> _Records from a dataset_
//! Label-based mutual exclusion between engines
//!
//! Engines constructed with the same label and the same registry never run
//! at the same time. The registry is an ordinary value: whoever builds the
//! engines owns it and hands out clones.

use std::sync::atomic::{AtomicBool, Ordering};
use std::sync::{Arc, Mutex};

use rustc_hash::FxHashMap;

/// Shared label-to-running map
#[derive(Clone, Debug, Default)]
pub struct LabelRegistry {
    slots: Arc<Mutex<FxHashMap<String, Arc<AtomicBool>>>>,
}

impl LabelRegistry {
    pub fn new() -> Self {
        Self::default()
    }

    /// Get or create the slot for `label`.
    pub fn slot(&self, label: &str) -> LabelSlot {
        let mut slots = self.slots.lock().unwrap_or_else(|p| p.into_inner());
        let flag = slots
            .entry(label.to_string())
            .or_insert_with(|| Arc::new(AtomicBool::new(false)))
            .clone();
        LabelSlot {
            label: label.to_string(),
            flag,
        }
    }

    /// Whether some engine currently holds `label`.
    pub fn is_active(&self, label: &str) -> bool {
        let slots = self.slots.lock().unwrap_or_else(|p| p.into_inner());
        slots
            .get(label)
            .is_some_and(|flag| flag.load(Ordering::Acquire))
    }

    pub fn len(&self) -> usize {
        self.slots.lock().unwrap_or_else(|p| p.into_inner()).len()
    }

    pub fn is_empty(&self) -> bool {
        self.len() == 0
    }
}

/// Handle to one label's running flag
#[derive(Clone, Debug)]
pub struct LabelSlot {
    label: String,
    flag: Arc<AtomicBool>,
}

impl LabelSlot {
    pub fn label(&self) -> &str {
        &self.label
    }

    /// Claim the label. Returns false if another holder is active.
    pub fn try_acquire(&self) -> bool {
        self.flag
            .compare_exchange(false, true, Ordering::AcqRel, Ordering::Acquire)
            .is_ok()
    }

    pub fn release(&self) {
        self.flag.store(false, Ordering::Release);
    }
}

#[cfg(test)]
mod tests {
    use super::*;

    #[test]
    fn test_slots_share_state_per_label() {
        let registry = LabelRegistry::new();
        let a = registry.slot("fade");
        let b = registry.slot("fade");
        let other = registry.slot("slide");
        assert_eq!(registry.len(), 2);

        assert!(a.try_acquire());
        assert!(!b.try_acquire());
        assert!(other.try_acquire());
        assert!(registry.is_active("fade"));

        a.release();
        assert!(!registry.is_active("fade"));
        assert!(b.try_acquire());
    }

    #[test]
    fn test_unknown_label_is_inactive() {
        let registry = LabelRegistry::new();
        assert!(registry.is_empty());
        assert!(!registry.is_active("missing"));
    }

    #[test]
    fn test_contended_acquire_has_single_winner() {
        let registry = LabelRegistry::new();
        let winners: usize = std::thread::scope(|scope| {
            let handles: Vec<_> = (0..8)
                .map(|_| {
                    let slot = registry.slot("race");
                    scope.spawn(move || slot.try_acquire() as usize)
                })
                .collect();
            handles.into_iter().map(|h| h.join().unwrap()).sum()
        });
        assert_eq!(winners, 1);
    }
}
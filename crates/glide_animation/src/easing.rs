//! Easing curves
//!
//! Named shaping curves that map normalized time to a blend coefficient.
//! Every variant pins `apply(0.0) == 0.0` and `apply(1.0) == 1.0`.

use std::f32::consts::PI;
use std::fmt;
use std::str::FromStr;

use serde::{Deserialize, Serialize};

use crate::curve::Curve;

/// Built-in easing curve
#[derive(Clone, Copy, Debug, Default, PartialEq, Serialize, Deserialize)]
#[serde(rename_all = "kebab-case")]
pub enum Easing {
    #[default]
    Linear,
    EaseInQuad,
    EaseOutQuad,
    EaseInOutQuad,
    EaseInCubic,
    EaseOutCubic,
    EaseInOutCubic,
    EaseInQuart,
    EaseOutQuart,
    EaseInOutQuart,
    EaseInSine,
    EaseOutSine,
    EaseInOutSine,
    EaseInExpo,
    EaseOutExpo,
    EaseInOutExpo,
    /// CSS-style cubic bezier with control points (x1, y1) and (x2, y2)
    CubicBezier(f32, f32, f32, f32),
}

/// Names accepted by [`Easing::from_str`], in declaration order.
pub const EASING_NAMES: &[&str] = &[
    "linear",
    "ease-in-quad",
    "ease-out-quad",
    "ease-in-out-quad",
    "ease-in-cubic",
    "ease-out-cubic",
    "ease-in-out-cubic",
    "ease-in-quart",
    "ease-out-quart",
    "ease-in-out-quart",
    "ease-in-sine",
    "ease-out-sine",
    "ease-in-out-sine",
    "ease-in-expo",
    "ease-out-expo",
    "ease-in-out-expo",
];

impl Easing {
    /// Shorthand for the CSS `ease` timing function
    pub const EASE: Easing = Easing::CubicBezier(0.25, 0.1, 0.25, 1.0);

    /// Apply the easing function to a progress value (0.0 to 1.0)
    pub fn apply(&self, t: f32) -> f32 {
        match *self {
            Easing::Linear => t,
            Easing::EaseInQuad => t * t,
            Easing::EaseOutQuad => 1.0 - (1.0 - t) * (1.0 - t),
            Easing::EaseInOutQuad => in_out(t, 2),
            Easing::EaseInCubic => t * t * t,
            Easing::EaseOutCubic => 1.0 - (1.0 - t).powi(3),
            Easing::EaseInOutCubic => in_out(t, 3),
            Easing::EaseInQuart => t.powi(4),
            Easing::EaseOutQuart => 1.0 - (1.0 - t).powi(4),
            Easing::EaseInOutQuart => in_out(t, 4),
            Easing::EaseInSine => 1.0 - (t * PI / 2.0).cos(),
            Easing::EaseOutSine => (t * PI / 2.0).sin(),
            Easing::EaseInOutSine => -((PI * t).cos() - 1.0) / 2.0,
            Easing::EaseInExpo => {
                if t <= 0.0 {
                    0.0
                } else {
                    2f32.powf(10.0 * t - 10.0)
                }
            }
            Easing::EaseOutExpo => {
                if t >= 1.0 {
                    1.0
                } else {
                    1.0 - 2f32.powf(-10.0 * t)
                }
            }
            Easing::EaseInOutExpo => {
                if t <= 0.0 {
                    0.0
                } else if t >= 1.0 {
                    1.0
                } else if t < 0.5 {
                    2f32.powf(20.0 * t - 10.0) / 2.0
                } else {
                    (2.0 - 2f32.powf(-20.0 * t + 10.0)) / 2.0
                }
            }
            Easing::CubicBezier(x1, y1, x2, y2) => cubic_bezier_ease(t, x1, y1, x2, y2),
        }
    }
}

/// Symmetric polynomial in-out of the given order.
fn in_out(t: f32, order: i32) -> f32 {
    if t < 0.5 {
        2f32.powi(order - 1) * t.powi(order)
    } else {
        1.0 - (-2.0 * t + 2.0).powi(order) / 2.0
    }
}

impl Curve for Easing {
    fn evaluate(&self, t: f32) -> f32 {
        self.apply(t)
    }
}

impl fmt::Display for Easing {
    fn fmt(&self, f: &mut fmt::Formatter<'_>) -> fmt::Result {
        let name = match self {
            Easing::Linear => "linear",
            Easing::EaseInQuad => "ease-in-quad",
            Easing::EaseOutQuad => "ease-out-quad",
            Easing::EaseInOutQuad => "ease-in-out-quad",
            Easing::EaseInCubic => "ease-in-cubic",
            Easing::EaseOutCubic => "ease-out-cubic",
            Easing::EaseInOutCubic => "ease-in-out-cubic",
            Easing::EaseInQuart => "ease-in-quart",
            Easing::EaseOutQuart => "ease-out-quart",
            Easing::EaseInOutQuart => "ease-in-out-quart",
            Easing::EaseInSine => "ease-in-sine",
            Easing::EaseOutSine => "ease-out-sine",
            Easing::EaseInOutSine => "ease-in-out-sine",
            Easing::EaseInExpo => "ease-in-expo",
            Easing::EaseOutExpo => "ease-out-expo",
            Easing::EaseInOutExpo => "ease-in-out-expo",
            Easing::CubicBezier(x1, y1, x2, y2) => {
                return write!(f, "cubic-bezier({x1}, {y1}, {x2}, {y2})");
            }
        };
        f.write_str(name)
    }
}

/// Error returned when a curve name is not recognised
#[derive(Debug, Clone, PartialEq, Eq, thiserror::Error)]
#[error("unknown easing curve `{0}`")]
pub struct UnknownEasing(pub String);

impl FromStr for Easing {
    type Err = UnknownEasing;

    fn from_str(s: &str) -> Result<Self, Self::Err> {
        let name = s.trim();
        let easing = match name {
            "linear" => Easing::Linear,
            "ease" => Easing::EASE,
            "ease-in-quad" => Easing::EaseInQuad,
            "ease-out-quad" => Easing::EaseOutQuad,
            "ease-in-out-quad" => Easing::EaseInOutQuad,
            "ease-in-cubic" => Easing::EaseInCubic,
            "ease-out-cubic" => Easing::EaseOutCubic,
            "ease-in-out-cubic" => Easing::EaseInOutCubic,
            "ease-in-quart" => Easing::EaseInQuart,
            "ease-out-quart" => Easing::EaseOutQuart,
            "ease-in-out-quart" => Easing::EaseInOutQuart,
            "ease-in-sine" => Easing::EaseInSine,
            "ease-out-sine" => Easing::EaseOutSine,
            "ease-in-out-sine" => Easing::EaseInOutSine,
            "ease-in-expo" => Easing::EaseInExpo,
            "ease-out-expo" => Easing::EaseOutExpo,
            "ease-in-out-expo" => Easing::EaseInOutExpo,
            _ => return parse_cubic_bezier(name).ok_or_else(|| UnknownEasing(s.to_string())),
        };
        Ok(easing)
    }
}

/// Parses `cubic-bezier(x1, y1, x2, y2)`.
fn parse_cubic_bezier(s: &str) -> Option<Easing> {
    let args = s.strip_prefix("cubic-bezier(")?.strip_suffix(')')?;
    let mut points = args.split(',').map(|p| p.trim().parse::<f32>());
    let mut next = || points.next()?.ok();
    let (x1, y1, x2, y2) = (next()?, next()?, next()?, next()?);
    if points.next().is_some() {
        return None;
    }
    Some(Easing::CubicBezier(x1, y1, x2, y2))
}

/// Cubic bezier easing (CSS semantics).
///
/// Inverts x(p) = t with Newton-Raphson, falling back to bisection when the
/// slope flattens out, then samples y(p). Runs in f64 so long cycles sampled
/// at high rates stay smooth.
fn cubic_bezier_ease(t: f32, x1: f32, y1: f32, x2: f32, y2: f32) -> f32 {
    if t <= 0.0 {
        return 0.0;
    }
    if t >= 1.0 {
        return 1.0;
    }

    let target = f64::from(t);
    let (x1, y1, x2, y2) = (
        f64::from(x1),
        f64::from(y1),
        f64::from(x2),
        f64::from(y2),
    );

    let p = solve_newton(target, x1, x2).unwrap_or_else(|| solve_bisect(target, x1, x2));
    bezier_sample(p, y1, y2) as f32
}

fn solve_newton(target: f64, x1: f64, x2: f64) -> Option<f64> {
    let mut p = target;
    for _ in 0..8 {
        let err = bezier_sample(p, x1, x2) - target;
        if err.abs() < 1e-7 {
            return Some(p);
        }
        let slope = bezier_slope(p, x1, x2);
        if slope.abs() < 1e-7 {
            return None;
        }
        p -= err / slope;
    }
    None
}

fn solve_bisect(target: f64, x1: f64, x2: f64) -> f64 {
    let (mut lo, mut hi) = (0.0_f64, 1.0_f64);
    let mut p = target;
    for _ in 0..30 {
        let x = bezier_sample(p, x1, x2);
        if (x - target).abs() < 1e-7 {
            break;
        }
        if x < target {
            lo = p;
        } else {
            hi = p;
        }
        p = (lo + hi) * 0.5;
    }
    p
}

/// One bezier coordinate at parameter `p`, endpoints fixed at 0 and 1.
#[inline]
fn bezier_sample(p: f64, c1: f64, c2: f64) -> f64 {
    let a = 1.0 - 3.0 * c2 + 3.0 * c1;
    let b = 3.0 * c2 - 6.0 * c1;
    let c = 3.0 * c1;
    ((a * p + b) * p + c) * p
}

#[inline]
fn bezier_slope(p: f64, c1: f64, c2: f64) -> f64 {
    let a = 1.0 - 3.0 * c2 + 3.0 * c1;
    let b = 3.0 * c2 - 6.0 * c1;
    let c = 3.0 * c1;
    (3.0 * a * p + 2.0 * b) * p + c
}

#[cfg(test)]
mod tests {
    use super::*;

    fn all_named() -> Vec<Easing> {
        EASING_NAMES.iter().map(|n| n.parse().unwrap()).collect()
    }

    #[test]
    fn test_endpoints_are_pinned() {
        let mut curves = all_named();
        curves.push(Easing::EASE);
        curves.push(Easing::CubicBezier(0.68, -0.6, 0.32, 1.6));
        for easing in curves {
            assert!(easing.apply(0.0).abs() < 1e-5, "{easing} at 0");
            assert!((easing.apply(1.0) - 1.0).abs() < 1e-5, "{easing} at 1");
        }
    }

    #[test]
    fn test_in_out_is_symmetric_at_midpoint() {
        for easing in [
            Easing::EaseInOutQuad,
            Easing::EaseInOutCubic,
            Easing::EaseInOutQuart,
            Easing::EaseInOutSine,
            Easing::EaseInOutExpo,
        ] {
            assert!((easing.apply(0.5) - 0.5).abs() < 1e-5, "{easing}");
        }
    }

    #[test]
    fn test_linear_bezier_matches_identity() {
        let easing = Easing::CubicBezier(0.0, 0.0, 1.0, 1.0);
        for i in 1..10 {
            let t = i as f32 / 10.0;
            assert!((easing.apply(t) - t).abs() < 1e-4);
        }
    }

    #[test]
    fn test_bezier_overshoot_is_preserved() {
        let back = Easing::CubicBezier(0.34, 1.56, 0.64, 1.0);
        let peak = (1..100)
            .map(|i| back.apply(i as f32 / 100.0))
            .fold(f32::MIN, f32::max);
        assert!(peak > 1.0);
    }

    #[test]
    fn test_names_round_trip_through_display() {
        for easing in all_named() {
            assert_eq!(easing.to_string().parse::<Easing>().unwrap(), easing);
        }
    }

    #[test]
    fn test_parse_cubic_bezier() {
        assert_eq!(
            "cubic-bezier(0.1, 0.2, 0.3, 0.4)".parse::<Easing>().unwrap(),
            Easing::CubicBezier(0.1, 0.2, 0.3, 0.4)
        );
        assert!("cubic-bezier(0.1, 0.2, 0.3)".parse::<Easing>().is_err());
        assert_eq!(
            "bounce".parse::<Easing>(),
            Err(UnknownEasing("bounce".to_string()))
        );
    }
}
//! Shaping curves

/// Maps normalized time in `[0, 1]` to a shaping coefficient.
///
/// The engine only ever queries a curve inside `[0, 1]`; outputs are not
/// required to be monotonic or to stay inside `[0, 1]`.
pub trait Curve: Send + Sync {
    fn evaluate(&self, t: f32) -> f32;
}

impl<F> Curve for F
where
    F: Fn(f32) -> f32 + Send + Sync,
{
    fn evaluate(&self, t: f32) -> f32 {
        self(t)
    }
}
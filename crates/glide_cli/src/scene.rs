//! Scene file handling

use anyhow::{Context, Result};
use glide_animation::{Easing, EngineConfig, PlayMode, StopMode};
use serde::{Deserialize, Serialize};
use std::fs;
use std::path::Path;

/// A playable scene (glide.toml)
#[derive(Debug, Deserialize, Serialize)]
pub struct Scene {
    #[serde(default)]
    pub engine: EngineConfig,
    #[serde(default)]
    pub mode: PlayMode,
    /// Request a stop this many seconds after playback starts
    #[serde(default)]
    pub stop_after_secs: Option<f64>,
    #[serde(default = "default_stop_mode")]
    pub stop_mode: StopMode,
    #[serde(default, rename = "property")]
    pub properties: Vec<PropertyConfig>,
}

fn default_stop_mode() -> StopMode {
    StopMode::FinishCycle
}

/// One animated property
#[derive(Debug, Deserialize, Serialize)]
pub struct PropertyConfig {
    pub name: String,
    /// Easing name or `cubic-bezier(x1, y1, x2, y2)`
    #[serde(default = "default_curve")]
    pub curve: String,
    #[serde(default)]
    pub start: f32,
    #[serde(default = "default_end")]
    pub end: f32,
}

fn default_curve() -> String {
    "linear".to_string()
}

fn default_end() -> f32 {
    1.0
}

impl PropertyConfig {
    pub fn easing(&self) -> Result<Easing> {
        self.curve
            .parse()
            .with_context(|| format!("Invalid curve for property `{}`", self.name))
    }
}

impl Scene {
    /// Load a scene from a file, or `glide.toml` inside a directory
    pub fn load(path: &Path) -> Result<Self> {
        let scene_path = if path.is_dir() {
            path.join("glide.toml")
        } else {
            path.to_path_buf()
        };

        if !scene_path.exists() {
            anyhow::bail!(
                "No scene found at {}. Run `glide init` to create one.",
                scene_path.display()
            );
        }

        let content = fs::read_to_string(&scene_path)
            .with_context(|| format!("Failed to read {}", scene_path.display()))?;

        Self::parse(&content).with_context(|| format!("Failed to parse {}", scene_path.display()))
    }

    /// Parse and validate scene TOML
    pub fn parse(content: &str) -> Result<Self> {
        let scene: Scene = toml::from_str(content)?;
        scene.validate()?;
        Ok(scene)
    }

    fn validate(&self) -> Result<()> {
        self.engine.validate()?;
        if self.properties.is_empty() {
            anyhow::bail!("Scene has no [[property]] entries");
        }
        for property in &self.properties {
            property.easing()?;
        }
        if let Some(secs) = self.stop_after_secs {
            if !(secs.is_finite() && secs >= 0.0) {
                anyhow::bail!("stop_after_secs must be a non-negative number, got {secs}");
            }
        }
        Ok(())
    }

    /// Starter scene written by `glide init`
    pub fn example() -> Self {
        Self {
            engine: EngineConfig::new(1.0, 30.0),
            mode: PlayMode::ForwardReverse,
            stop_after_secs: None,
            stop_mode: default_stop_mode(),
            properties: vec![
                PropertyConfig {
                    name: "opacity".to_string(),
                    curve: "ease-in-out-cubic".to_string(),
                    start: 0.0,
                    end: 1.0,
                },
                PropertyConfig {
                    name: "offset_x".to_string(),
                    curve: "cubic-bezier(0.34, 1.56, 0.64, 1)".to_string(),
                    start: -40.0,
                    end: 0.0,
                },
            ],
        }
    }

    /// Serialize to TOML string
    pub fn to_toml(&self) -> Result<String> {
        toml::to_string_pretty(self).context("Failed to serialize scene")
    }
}
/// How a run sequences its legs
#[derive(Clone, Copy, Debug, Default, PartialEq, Eq, Hash, Serialize, Deserialize)]
#[serde(rename_all = "kebab-case")]
pub enum PlayMode {
    /// One forward leg.
    #[default]
    Forward,
    /// One backward leg.
    Reverse,
    /// A forward leg followed by one backward leg.
    ForwardReverse,
    /// Forward legs until stopped.
    LoopForward,
    /// Alternating forward and backward legs until stopped.
    LoopForwardReverse,
}

impl PlayMode {
    pub fn starts_forward(self) -> bool {
        !matches!(self, PlayMode::Reverse)
    }

    pub fn is_looping(self) -> bool {
        matches!(self, PlayMode::LoopForward | PlayMode::LoopForwardReverse)
    }
}

/// How a stop request ends the run
#[derive(Clone, Copy, Debug, PartialEq, Eq, Hash, Serialize, Deserialize)]
#[serde(rename_all = "kebab-case")]
pub enum StopMode {
    /// Cancel the tick loop now; no completion callback.
    Immediate,
    /// Let the current leg reach its end, then stop.
    FinishCycle,
    /// Turn around and play back to the leg's start, then stop.
    FinishCycleReverse,
}

impl PlayMode {
    pub const ALL: [PlayMode; 5] = [
        PlayMode::Forward,
        PlayMode::Reverse,
        PlayMode::ForwardReverse,
        PlayMode::LoopForward,
        PlayMode::LoopForwardReverse,
    ];

    pub fn name(self) -> &'static str {
        match self {
            PlayMode::Forward => "forward",
            PlayMode::Reverse => "reverse",
            PlayMode::ForwardReverse => "forward-reverse",
            PlayMode::LoopForward => "loop-forward",
            PlayMode::LoopForwardReverse => "loop-forward-reverse",
        }
    }
}

impl StopMode {
    pub const ALL: [StopMode; 3] = [
        StopMode::Immediate,
        StopMode::FinishCycle,
        StopMode::FinishCycleReverse,
    ];

    pub fn name(self) -> &'static str {
        match self {
            StopMode::Immediate => "immediate",
            StopMode::FinishCycle => "finish-cycle",
            StopMode::FinishCycleReverse => "finish-cycle-reverse",
        }
    }
}

impl fmt::Display for PlayMode {
    fn fmt(&self, f: &mut fmt::Formatter<'_>) -> fmt::Result {
        f.write_str(self.name())
    }
}

impl fmt::Display for StopMode {
    fn fmt(&self, f: &mut fmt::Formatter<'_>) -> fmt::Result {
        f.write_str(self.name())
    }
}

/// Error returned when a mode name is not recognised
#[derive(Debug, Clone, PartialEq, Eq, thiserror::Error)]
#[error("unknown mode `{0}`")]
pub struct UnknownMode(pub String);

impl FromStr for PlayMode {
    type Err = UnknownMode;

    fn from_str(s: &str) -> Result<Self, Self::Err> {
        PlayMode::ALL
            .into_iter()
            .find(|mode| mode.name() == s.trim())
            .ok_or_else(|| UnknownMode(s.to_string()))
    }
}

impl FromStr for StopMode {
    type Err = UnknownMode;

    fn from_str(s: &str) -> Result<Self, Self::Err> {
        StopMode::ALL
            .into_iter()
            .find(|mode| mode.name() == s.trim())
            .ok_or_else(|| UnknownMode(s.to_string()))
    }
}

const STOP_NONE: u8 = 0;
const STOP_FINISH_CYCLE: u8 = 1;
const STOP_FINISH_CYCLE_REVERSE: u8 = 2;

/// Deferred stop request shared between the tick loop and its controllers.
///
/// Only the modes honoured at a tick are stored. `Immediate` is carried out
/// by cancelling the run, so the tick loop never observes it.
#[derive(Debug, Default)]
pub struct StopSignal(AtomicU8);

impl StopSignal {
    pub fn new() -> Self {
        Self::default()
    }

    /// Record a deferred stop. `Immediate` is ignored.
    pub fn request(&self, mode: StopMode) {
        let raw = match mode {
            StopMode::Immediate => return,
            StopMode::FinishCycle => STOP_FINISH_CYCLE,
            StopMode::FinishCycleReverse => STOP_FINISH_CYCLE_REVERSE,
        };
        self.0.store(raw, Ordering::Release);
    }

    pub fn pending(&self) -> Option<StopMode> {
        match self.0.load(Ordering::Acquire) {
            STOP_FINISH_CYCLE => Some(StopMode::FinishCycle),
            STOP_FINISH_CYCLE_REVERSE => Some(StopMode::FinishCycleReverse),
            _ => None,
        }
    }

    pub fn clear(&self) {
        self.0.store(STOP_NONE, Ordering::Release);
    }

    /// Consume a pending backtrack request.
    fn take_reverse(&self) -> bool {
        self.0
            .compare_exchange(
                STOP_FINISH_CYCLE_REVERSE,
                STOP_NONE,
                Ordering::AcqRel,
                Ordering::Acquire,
            )
            .is_ok()
    }
}

/// Where properties should be sampled this tick
#[derive(Clone, Copy, Debug, PartialEq)]
pub enum Sample {
    /// Curve time inside `[0, 1]`.
    At(f32),
    /// The leg is over; use the exact endpoint for the direction it ran in.
    Terminal { forward: bool },
}

/// What happened at the end of a tick
#[derive(Clone, Copy, Debug, PartialEq, Eq)]
pub enum Boundary {
    /// Still inside the current leg.
    None,
    /// The leg ended and another one started. `notify` marks boundaries
    /// reported to the run's callback.
    Continue { notify: bool },
    /// The run is over.
    Finished,
}

/// Result of advancing the playhead once
#[derive(Clone, Copy, Debug, PartialEq)]
pub struct Tick {
    pub sample: Sample,
    pub boundary: Boundary,
    /// Unclamped normalized time of the leg at this tick.
    pub normalized: f64,
}

/// Playhead for a single run
#[derive(Clone, Debug)]
pub struct Playhead {
    mode: PlayMode,
    duration_ms: f64,
    forward: bool,
    looping: bool,
    leg_start_ms: f64,
    legs_completed: u64,
}

impl Playhead {
    /// Start a run at `now_ms`. `duration_ms` must be positive.
    pub fn new(mode: PlayMode, duration_ms: f64, now_ms: f64) -> Self {
        debug_assert!(duration_ms > 0.0);
        Self {
            mode,
            duration_ms,
            forward: mode.starts_forward(),
            looping: !matches!(mode, PlayMode::Forward | PlayMode::Reverse),
            leg_start_ms: now_ms,
            legs_completed: 0,
        }
    }

    pub fn mode(&self) -> PlayMode {
        self.mode
    }

    pub fn is_forward(&self) -> bool {
        self.forward
    }

    /// False once a backtrack request has pinned the run to its current leg.
    pub fn is_looping(&self) -> bool {
        self.looping
    }

    pub fn leg_start_ms(&self) -> f64 {
        self.leg_start_ms
    }

    pub fn legs_completed(&self) -> u64 {
        self.legs_completed
    }

    pub fn normalized(&self, now_ms: f64) -> f64 {
        ((now_ms - self.leg_start_ms) / self.duration_ms).max(0.0)
    }

    /// Advance to `now_ms`, consuming a pending backtrack request.
    pub fn tick(&mut self, now_ms: f64, stop: &StopSignal) -> Tick {
        if stop.take_reverse() {
            self.backtrack(now_ms);
        }

        let normalized = self.normalized(now_ms);
        if normalized > 1.0 {
            let sample = Sample::Terminal {
                forward: self.forward,
            };
            let boundary = self.end_leg(now_ms, stop.pending());
            return Tick {
                sample,
                boundary,
                normalized,
            };
        }

        let t = if self.forward {
            normalized
        } else {
            1.0 - normalized
        };
        Tick {
            sample: Sample::At(t.clamp(0.0, 1.0) as f32),
            boundary: Boundary::None,
            normalized,
        }
    }

    /// Mirror the remaining progress so a forward leg retraces its path.
    fn backtrack(&mut self, now_ms: f64) {
        self.looping = false;
        if self.forward {
            self.forward = false;
            let elapsed = (now_ms - self.leg_start_ms).clamp(0.0, self.duration_ms);
            self.leg_start_ms = now_ms - (self.duration_ms - elapsed);
        }
    }

    fn end_leg(&mut self, now_ms: f64, pending: Option<StopMode>) -> Boundary {
        self.legs_completed += 1;

        let boundary = if !self.looping {
            Boundary::Finished
        } else {
            match (self.mode, pending) {
                (PlayMode::Forward | PlayMode::Reverse, _) => Boundary::Finished,
                (PlayMode::ForwardReverse, None) if self.forward => {
                    self.forward = false;
                    Boundary::Continue { notify: false }
                }
                (PlayMode::ForwardReverse, _) => Boundary::Finished,
                (PlayMode::LoopForward, Some(StopMode::FinishCycle)) => Boundary::Finished,
                (PlayMode::LoopForward, _) => Boundary::Continue { notify: true },
                (PlayMode::LoopForwardReverse, Some(StopMode::FinishCycle)) if self.forward => {
                    Boundary::Finished
                }
                (PlayMode::LoopForwardReverse, _) => {
                    self.forward = !self.forward;
                    Boundary::Continue {
                        notify: self.forward,
                    }
                }
            }
        };

        if let Boundary::Continue { .. } = boundary {
            self.leg_start_ms = now_ms;
        }
        boundary
    }
}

> _Task details_
Find the string "LabelSlot" in the entries above and return each line that holds it.

> _The completed task_
    pub fn slot(&self, label: &str) -> LabelSlot {
        LabelSlot {
pub struct LabelSlot {
impl LabelSlot {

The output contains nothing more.